** Opening Exercise input block **

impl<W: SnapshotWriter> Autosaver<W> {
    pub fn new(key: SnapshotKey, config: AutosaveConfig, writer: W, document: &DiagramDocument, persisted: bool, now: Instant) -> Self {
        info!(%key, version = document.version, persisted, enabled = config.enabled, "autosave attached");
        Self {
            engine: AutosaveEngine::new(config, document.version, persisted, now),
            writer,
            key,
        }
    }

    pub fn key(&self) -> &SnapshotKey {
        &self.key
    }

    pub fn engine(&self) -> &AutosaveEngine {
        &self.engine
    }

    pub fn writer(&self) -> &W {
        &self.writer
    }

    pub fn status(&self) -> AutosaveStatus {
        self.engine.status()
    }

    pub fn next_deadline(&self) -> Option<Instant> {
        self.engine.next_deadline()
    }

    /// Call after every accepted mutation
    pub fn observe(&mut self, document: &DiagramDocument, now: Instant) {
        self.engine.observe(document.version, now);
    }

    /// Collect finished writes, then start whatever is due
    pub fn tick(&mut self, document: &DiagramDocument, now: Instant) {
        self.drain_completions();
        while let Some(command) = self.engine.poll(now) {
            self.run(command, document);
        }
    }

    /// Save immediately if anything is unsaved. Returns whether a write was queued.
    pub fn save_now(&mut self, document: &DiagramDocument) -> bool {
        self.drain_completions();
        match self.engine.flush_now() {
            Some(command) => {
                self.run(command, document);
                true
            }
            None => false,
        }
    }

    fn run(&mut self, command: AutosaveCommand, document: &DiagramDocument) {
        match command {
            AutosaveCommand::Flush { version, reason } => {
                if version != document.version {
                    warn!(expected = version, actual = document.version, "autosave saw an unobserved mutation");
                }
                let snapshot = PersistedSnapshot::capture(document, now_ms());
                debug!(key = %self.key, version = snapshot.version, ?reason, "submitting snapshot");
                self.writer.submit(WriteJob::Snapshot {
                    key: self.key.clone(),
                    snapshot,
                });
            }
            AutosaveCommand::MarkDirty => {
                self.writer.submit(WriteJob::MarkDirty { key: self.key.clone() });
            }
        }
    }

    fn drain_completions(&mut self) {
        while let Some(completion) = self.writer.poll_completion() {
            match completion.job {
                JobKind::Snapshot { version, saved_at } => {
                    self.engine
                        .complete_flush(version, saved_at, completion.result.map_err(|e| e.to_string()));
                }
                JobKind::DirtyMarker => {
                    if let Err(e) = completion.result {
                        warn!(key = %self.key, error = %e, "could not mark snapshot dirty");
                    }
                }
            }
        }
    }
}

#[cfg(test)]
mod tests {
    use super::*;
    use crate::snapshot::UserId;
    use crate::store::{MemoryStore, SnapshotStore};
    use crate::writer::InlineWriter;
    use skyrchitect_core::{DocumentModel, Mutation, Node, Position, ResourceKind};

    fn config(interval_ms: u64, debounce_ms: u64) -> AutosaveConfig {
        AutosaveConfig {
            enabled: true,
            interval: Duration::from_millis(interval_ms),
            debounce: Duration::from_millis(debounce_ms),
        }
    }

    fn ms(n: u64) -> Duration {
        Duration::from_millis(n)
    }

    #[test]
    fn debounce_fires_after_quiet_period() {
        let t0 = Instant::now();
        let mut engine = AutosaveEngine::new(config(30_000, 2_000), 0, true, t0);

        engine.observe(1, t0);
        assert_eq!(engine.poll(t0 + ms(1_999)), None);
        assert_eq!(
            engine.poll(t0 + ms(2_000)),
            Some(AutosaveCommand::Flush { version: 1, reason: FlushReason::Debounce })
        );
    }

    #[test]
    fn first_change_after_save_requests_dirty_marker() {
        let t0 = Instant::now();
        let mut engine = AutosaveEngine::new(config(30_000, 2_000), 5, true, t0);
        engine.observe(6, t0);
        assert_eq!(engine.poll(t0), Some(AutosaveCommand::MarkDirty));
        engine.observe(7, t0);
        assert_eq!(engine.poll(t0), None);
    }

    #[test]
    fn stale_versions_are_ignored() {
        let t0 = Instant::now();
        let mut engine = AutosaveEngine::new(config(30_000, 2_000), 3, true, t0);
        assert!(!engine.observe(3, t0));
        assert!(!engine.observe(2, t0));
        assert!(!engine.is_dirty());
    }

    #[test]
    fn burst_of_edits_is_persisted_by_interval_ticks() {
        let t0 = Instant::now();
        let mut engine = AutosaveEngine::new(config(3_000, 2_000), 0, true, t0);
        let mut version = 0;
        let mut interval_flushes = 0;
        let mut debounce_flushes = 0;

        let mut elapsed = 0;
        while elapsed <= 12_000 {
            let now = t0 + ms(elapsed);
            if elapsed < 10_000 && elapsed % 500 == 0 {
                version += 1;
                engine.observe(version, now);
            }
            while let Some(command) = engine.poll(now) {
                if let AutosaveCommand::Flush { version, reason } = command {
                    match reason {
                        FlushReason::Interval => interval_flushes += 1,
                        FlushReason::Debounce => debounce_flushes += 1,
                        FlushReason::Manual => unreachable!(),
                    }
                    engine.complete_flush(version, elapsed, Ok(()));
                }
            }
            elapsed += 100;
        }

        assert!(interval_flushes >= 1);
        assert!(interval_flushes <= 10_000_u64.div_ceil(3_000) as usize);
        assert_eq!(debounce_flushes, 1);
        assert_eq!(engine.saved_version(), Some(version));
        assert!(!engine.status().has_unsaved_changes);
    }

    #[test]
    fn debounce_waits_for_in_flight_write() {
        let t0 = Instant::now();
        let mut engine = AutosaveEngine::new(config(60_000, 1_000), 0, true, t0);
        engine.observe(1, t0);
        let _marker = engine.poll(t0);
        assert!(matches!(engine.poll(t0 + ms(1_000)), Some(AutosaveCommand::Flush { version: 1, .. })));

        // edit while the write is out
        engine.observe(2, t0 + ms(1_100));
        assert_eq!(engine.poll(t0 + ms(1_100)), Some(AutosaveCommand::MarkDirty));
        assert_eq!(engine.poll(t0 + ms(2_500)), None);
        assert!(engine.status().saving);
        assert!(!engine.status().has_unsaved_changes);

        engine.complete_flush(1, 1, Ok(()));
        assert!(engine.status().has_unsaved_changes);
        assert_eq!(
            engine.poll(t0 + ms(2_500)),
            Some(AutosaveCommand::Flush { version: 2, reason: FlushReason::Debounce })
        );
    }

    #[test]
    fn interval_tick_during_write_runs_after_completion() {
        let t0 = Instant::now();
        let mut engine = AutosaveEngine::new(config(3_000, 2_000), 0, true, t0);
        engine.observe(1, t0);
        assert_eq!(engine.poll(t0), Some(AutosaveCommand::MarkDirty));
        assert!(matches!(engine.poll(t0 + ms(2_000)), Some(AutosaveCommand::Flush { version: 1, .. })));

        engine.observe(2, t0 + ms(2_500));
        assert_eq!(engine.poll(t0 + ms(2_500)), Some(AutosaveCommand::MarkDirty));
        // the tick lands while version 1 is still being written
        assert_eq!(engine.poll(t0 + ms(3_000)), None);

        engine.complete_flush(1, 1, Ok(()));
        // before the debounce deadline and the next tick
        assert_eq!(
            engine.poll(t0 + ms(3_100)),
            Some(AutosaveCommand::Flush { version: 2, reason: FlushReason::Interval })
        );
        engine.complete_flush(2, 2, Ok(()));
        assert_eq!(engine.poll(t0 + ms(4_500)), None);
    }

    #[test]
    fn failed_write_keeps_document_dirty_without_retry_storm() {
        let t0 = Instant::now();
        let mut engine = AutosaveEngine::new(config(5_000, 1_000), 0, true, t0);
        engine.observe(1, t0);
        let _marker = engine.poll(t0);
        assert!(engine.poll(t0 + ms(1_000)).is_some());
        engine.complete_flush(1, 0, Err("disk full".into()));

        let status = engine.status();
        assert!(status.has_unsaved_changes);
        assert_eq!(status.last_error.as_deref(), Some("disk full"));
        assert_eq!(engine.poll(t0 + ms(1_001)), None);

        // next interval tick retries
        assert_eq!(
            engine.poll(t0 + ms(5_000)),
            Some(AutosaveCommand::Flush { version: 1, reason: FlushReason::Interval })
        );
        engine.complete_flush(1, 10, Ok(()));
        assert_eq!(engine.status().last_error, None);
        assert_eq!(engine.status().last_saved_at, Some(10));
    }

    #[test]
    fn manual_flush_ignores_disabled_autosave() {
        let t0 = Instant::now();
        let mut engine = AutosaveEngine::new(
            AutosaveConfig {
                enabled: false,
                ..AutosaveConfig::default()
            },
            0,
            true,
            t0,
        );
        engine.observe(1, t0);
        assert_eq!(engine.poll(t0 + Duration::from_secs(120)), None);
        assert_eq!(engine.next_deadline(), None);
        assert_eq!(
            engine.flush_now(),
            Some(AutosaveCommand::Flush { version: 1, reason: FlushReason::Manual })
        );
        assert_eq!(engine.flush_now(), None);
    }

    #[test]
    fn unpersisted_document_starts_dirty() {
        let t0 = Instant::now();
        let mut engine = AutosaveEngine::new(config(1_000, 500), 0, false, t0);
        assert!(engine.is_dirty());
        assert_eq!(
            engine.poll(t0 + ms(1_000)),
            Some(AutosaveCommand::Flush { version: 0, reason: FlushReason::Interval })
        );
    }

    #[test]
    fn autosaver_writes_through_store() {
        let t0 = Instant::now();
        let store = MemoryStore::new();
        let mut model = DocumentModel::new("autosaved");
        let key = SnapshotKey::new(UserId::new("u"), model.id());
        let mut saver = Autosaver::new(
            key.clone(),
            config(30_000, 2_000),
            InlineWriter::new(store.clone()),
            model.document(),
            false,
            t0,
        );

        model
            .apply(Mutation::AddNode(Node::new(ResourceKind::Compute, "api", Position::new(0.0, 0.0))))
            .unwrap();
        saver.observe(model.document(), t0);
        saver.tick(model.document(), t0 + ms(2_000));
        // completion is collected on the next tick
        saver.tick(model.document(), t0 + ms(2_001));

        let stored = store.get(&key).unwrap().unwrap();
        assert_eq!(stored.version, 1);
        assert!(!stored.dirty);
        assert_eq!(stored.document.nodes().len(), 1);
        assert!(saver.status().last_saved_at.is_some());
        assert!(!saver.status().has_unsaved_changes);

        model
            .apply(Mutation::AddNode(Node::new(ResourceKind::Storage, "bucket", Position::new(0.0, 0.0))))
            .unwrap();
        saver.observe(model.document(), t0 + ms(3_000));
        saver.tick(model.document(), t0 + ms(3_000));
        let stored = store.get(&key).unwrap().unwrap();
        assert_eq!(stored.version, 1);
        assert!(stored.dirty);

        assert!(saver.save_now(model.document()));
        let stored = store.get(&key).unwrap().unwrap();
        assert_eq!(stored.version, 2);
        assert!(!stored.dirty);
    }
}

** Closing Exercise input block **

Everything from the line containing "pub fn writer(&self)" through the line containing "let snapshot = PersistedSnapshot::capture(document, now_ms());" in the material above should be retyped exactly, both ends included, and nothing more.

    pub fn writer(&self) -> &W {
        &self.writer
    }

    pub fn status(&self) -> AutosaveStatus {
        self.engine.status()
    }

    pub fn next_deadline(&self) -> Option<Instant> {
        self.engine.next_deadline()
    }

    /// Call after every accepted mutation
    pub fn observe(&mut self, document: &DiagramDocument, now: Instant) {
        self.engine.observe(document.version, now);
    }

    /// Collect finished writes, then start whatever is due
    pub fn tick(&mut self, document: &DiagramDocument, now: Instant) {
        self.drain_completions();
        while let Some(command) = self.engine.poll(now) {
            self.run(command, document);
        }
    }

    /// Save immediately if anything is unsaved. Returns whether a write was queued.
    pub fn save_now(&mut self, document: &DiagramDocument) -> bool {
        self.drain_completions();
        match self.engine.flush_now() {
            Some(command) => {
                self.run(command, document);
                true
            }
            None => false,
        }
    }

    fn run(&mut self, command: AutosaveCommand, document: &DiagramDocument) {
        match command {
            AutosaveCommand::Flush { version, reason } => {
                if version != document.version {
                    warn!(expected = version, actual = document.version, "autosave saw an unobserved mutation");
                }
                let snapshot = PersistedSnapshot::capture(document, now_ms());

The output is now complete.